Data provided Start Marker

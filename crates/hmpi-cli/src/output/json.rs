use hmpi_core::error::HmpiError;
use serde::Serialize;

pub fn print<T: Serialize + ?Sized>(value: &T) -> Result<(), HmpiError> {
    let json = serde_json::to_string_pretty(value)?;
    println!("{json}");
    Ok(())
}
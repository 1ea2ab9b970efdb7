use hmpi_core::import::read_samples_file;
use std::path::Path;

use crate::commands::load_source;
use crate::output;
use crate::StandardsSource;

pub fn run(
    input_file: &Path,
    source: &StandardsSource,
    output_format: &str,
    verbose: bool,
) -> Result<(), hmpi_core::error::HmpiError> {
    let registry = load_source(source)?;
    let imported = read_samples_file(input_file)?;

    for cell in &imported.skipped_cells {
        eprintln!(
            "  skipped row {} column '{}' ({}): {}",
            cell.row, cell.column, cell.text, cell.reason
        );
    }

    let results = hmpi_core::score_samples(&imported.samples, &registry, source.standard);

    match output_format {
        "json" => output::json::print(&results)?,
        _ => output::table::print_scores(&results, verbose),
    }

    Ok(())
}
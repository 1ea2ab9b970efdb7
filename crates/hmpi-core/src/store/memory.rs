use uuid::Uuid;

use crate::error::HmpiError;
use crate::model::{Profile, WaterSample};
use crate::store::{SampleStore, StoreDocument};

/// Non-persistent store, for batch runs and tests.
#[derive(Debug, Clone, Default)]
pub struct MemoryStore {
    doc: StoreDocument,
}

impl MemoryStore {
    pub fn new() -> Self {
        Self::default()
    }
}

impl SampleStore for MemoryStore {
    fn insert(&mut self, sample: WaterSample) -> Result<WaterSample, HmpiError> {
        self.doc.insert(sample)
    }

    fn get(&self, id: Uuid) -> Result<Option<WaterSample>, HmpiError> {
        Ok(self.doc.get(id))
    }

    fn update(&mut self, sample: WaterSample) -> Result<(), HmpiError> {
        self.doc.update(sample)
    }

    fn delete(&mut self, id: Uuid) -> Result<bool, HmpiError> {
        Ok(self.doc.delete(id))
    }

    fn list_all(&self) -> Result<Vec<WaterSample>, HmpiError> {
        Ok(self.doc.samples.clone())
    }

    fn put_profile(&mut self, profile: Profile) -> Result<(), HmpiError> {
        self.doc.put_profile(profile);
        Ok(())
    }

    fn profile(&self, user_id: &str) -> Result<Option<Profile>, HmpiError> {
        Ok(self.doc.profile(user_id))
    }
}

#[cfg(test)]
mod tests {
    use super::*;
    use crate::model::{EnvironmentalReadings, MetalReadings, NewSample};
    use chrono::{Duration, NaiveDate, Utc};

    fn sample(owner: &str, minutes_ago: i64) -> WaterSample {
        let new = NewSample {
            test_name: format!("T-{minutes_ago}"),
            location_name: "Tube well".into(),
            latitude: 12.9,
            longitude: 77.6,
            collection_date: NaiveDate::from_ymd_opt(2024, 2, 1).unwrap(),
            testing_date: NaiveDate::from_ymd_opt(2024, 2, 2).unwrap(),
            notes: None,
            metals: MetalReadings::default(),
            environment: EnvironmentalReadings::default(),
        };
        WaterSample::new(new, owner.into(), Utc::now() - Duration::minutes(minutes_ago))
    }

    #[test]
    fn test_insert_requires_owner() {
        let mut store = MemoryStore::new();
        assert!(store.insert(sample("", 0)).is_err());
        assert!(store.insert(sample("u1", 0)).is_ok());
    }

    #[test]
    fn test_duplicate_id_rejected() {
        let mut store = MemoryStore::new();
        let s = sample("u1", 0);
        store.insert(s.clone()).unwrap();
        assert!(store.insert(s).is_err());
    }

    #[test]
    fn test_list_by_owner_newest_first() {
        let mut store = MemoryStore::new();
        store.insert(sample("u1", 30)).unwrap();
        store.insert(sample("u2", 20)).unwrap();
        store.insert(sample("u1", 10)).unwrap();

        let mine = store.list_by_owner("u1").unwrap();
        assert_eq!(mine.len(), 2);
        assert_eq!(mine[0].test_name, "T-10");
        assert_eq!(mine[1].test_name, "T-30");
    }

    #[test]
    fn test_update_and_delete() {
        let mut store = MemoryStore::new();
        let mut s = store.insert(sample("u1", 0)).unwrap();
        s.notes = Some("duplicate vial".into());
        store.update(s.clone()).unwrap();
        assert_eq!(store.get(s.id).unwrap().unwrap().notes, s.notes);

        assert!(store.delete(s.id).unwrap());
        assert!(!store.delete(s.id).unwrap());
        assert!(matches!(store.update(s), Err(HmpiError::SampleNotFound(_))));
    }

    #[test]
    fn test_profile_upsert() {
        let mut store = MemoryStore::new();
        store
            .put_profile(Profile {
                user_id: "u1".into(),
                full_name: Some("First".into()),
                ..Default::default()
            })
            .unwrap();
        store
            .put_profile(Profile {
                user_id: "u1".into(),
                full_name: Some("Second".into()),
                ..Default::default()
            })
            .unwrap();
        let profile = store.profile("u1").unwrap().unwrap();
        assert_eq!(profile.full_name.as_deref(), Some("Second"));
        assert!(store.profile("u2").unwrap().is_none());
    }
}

Data provided End Marker
Data provided Start Marker

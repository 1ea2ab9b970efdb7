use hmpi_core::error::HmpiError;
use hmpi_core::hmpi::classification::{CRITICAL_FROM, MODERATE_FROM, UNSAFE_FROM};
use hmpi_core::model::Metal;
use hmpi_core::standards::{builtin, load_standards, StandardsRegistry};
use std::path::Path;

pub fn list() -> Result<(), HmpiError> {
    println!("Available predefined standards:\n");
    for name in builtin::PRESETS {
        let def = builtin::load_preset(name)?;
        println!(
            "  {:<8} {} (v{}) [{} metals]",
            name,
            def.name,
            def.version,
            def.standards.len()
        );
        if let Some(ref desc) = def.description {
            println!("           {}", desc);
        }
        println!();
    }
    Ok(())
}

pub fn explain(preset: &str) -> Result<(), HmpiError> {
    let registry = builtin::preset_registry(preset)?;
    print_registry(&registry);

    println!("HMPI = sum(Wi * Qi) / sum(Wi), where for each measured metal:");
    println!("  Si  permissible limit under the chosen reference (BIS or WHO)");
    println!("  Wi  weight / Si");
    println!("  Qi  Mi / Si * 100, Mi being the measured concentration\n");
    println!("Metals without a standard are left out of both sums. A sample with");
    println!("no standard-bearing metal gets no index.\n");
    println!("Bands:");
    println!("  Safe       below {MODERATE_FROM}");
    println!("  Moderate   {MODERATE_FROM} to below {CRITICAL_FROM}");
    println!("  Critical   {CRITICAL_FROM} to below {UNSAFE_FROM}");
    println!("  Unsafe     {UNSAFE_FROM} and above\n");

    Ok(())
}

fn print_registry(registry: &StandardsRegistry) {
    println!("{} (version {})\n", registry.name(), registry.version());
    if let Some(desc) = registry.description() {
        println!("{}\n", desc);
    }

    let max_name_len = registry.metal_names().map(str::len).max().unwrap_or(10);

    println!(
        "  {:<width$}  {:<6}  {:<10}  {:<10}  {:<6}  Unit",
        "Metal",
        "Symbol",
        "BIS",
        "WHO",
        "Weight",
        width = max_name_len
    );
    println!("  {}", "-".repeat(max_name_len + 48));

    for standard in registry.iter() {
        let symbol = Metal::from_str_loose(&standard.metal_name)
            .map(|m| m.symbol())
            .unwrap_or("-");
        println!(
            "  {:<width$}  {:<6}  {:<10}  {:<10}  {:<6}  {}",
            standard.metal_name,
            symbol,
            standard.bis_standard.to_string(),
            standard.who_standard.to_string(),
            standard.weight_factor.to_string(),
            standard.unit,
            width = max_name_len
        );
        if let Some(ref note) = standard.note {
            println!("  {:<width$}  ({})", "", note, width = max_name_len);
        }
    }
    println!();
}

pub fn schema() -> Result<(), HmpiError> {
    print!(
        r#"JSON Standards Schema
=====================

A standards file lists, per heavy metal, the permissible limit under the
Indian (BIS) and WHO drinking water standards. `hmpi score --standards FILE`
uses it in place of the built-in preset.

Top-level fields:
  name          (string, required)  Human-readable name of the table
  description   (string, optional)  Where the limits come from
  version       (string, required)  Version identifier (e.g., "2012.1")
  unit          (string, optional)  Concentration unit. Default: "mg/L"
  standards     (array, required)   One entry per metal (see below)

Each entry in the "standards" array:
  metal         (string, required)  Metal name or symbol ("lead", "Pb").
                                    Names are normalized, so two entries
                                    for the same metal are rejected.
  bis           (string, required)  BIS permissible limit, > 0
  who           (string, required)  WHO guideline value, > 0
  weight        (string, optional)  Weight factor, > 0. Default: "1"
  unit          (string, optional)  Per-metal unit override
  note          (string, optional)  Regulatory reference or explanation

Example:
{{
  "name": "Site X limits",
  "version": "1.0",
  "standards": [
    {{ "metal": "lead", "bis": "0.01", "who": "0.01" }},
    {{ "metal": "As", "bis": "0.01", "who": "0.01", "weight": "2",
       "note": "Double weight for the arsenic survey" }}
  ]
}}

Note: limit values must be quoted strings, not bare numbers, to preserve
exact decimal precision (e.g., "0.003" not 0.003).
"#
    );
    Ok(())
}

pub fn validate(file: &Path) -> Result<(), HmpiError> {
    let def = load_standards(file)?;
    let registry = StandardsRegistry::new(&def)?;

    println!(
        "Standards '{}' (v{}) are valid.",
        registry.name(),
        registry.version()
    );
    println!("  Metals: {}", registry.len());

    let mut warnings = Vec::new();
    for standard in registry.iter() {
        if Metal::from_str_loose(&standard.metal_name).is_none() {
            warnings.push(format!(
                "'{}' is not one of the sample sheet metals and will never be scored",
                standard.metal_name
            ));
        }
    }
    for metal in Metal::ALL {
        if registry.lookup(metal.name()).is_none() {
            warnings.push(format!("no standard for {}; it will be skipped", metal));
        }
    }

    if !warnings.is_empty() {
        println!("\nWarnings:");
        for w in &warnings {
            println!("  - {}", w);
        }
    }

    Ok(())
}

Data provided End Marker

▶ **Required work**: Please copy, exactly and with nothing else, the lines above beginning at the line that has "if let Some(ref note)" and ending with the line that has "of the table".

▶ **Task response**:
        if let Some(ref note) = standard.note {
            println!("  {:<width$}  ({})", "", note, width = max_name_len);
        }
    }
    println!();
}

pub fn schema() -> Result<(), HmpiError> {
    print!(
        r#"JSON Standards Schema
=====================

A standards file lists, per heavy metal, the permissible limit under the
Indian (BIS) and WHO drinking water standards. `hmpi score --standards FILE`
uses it in place of the built-in preset.

Top-level fields:
  name          (string, required)  Human-readable name of the table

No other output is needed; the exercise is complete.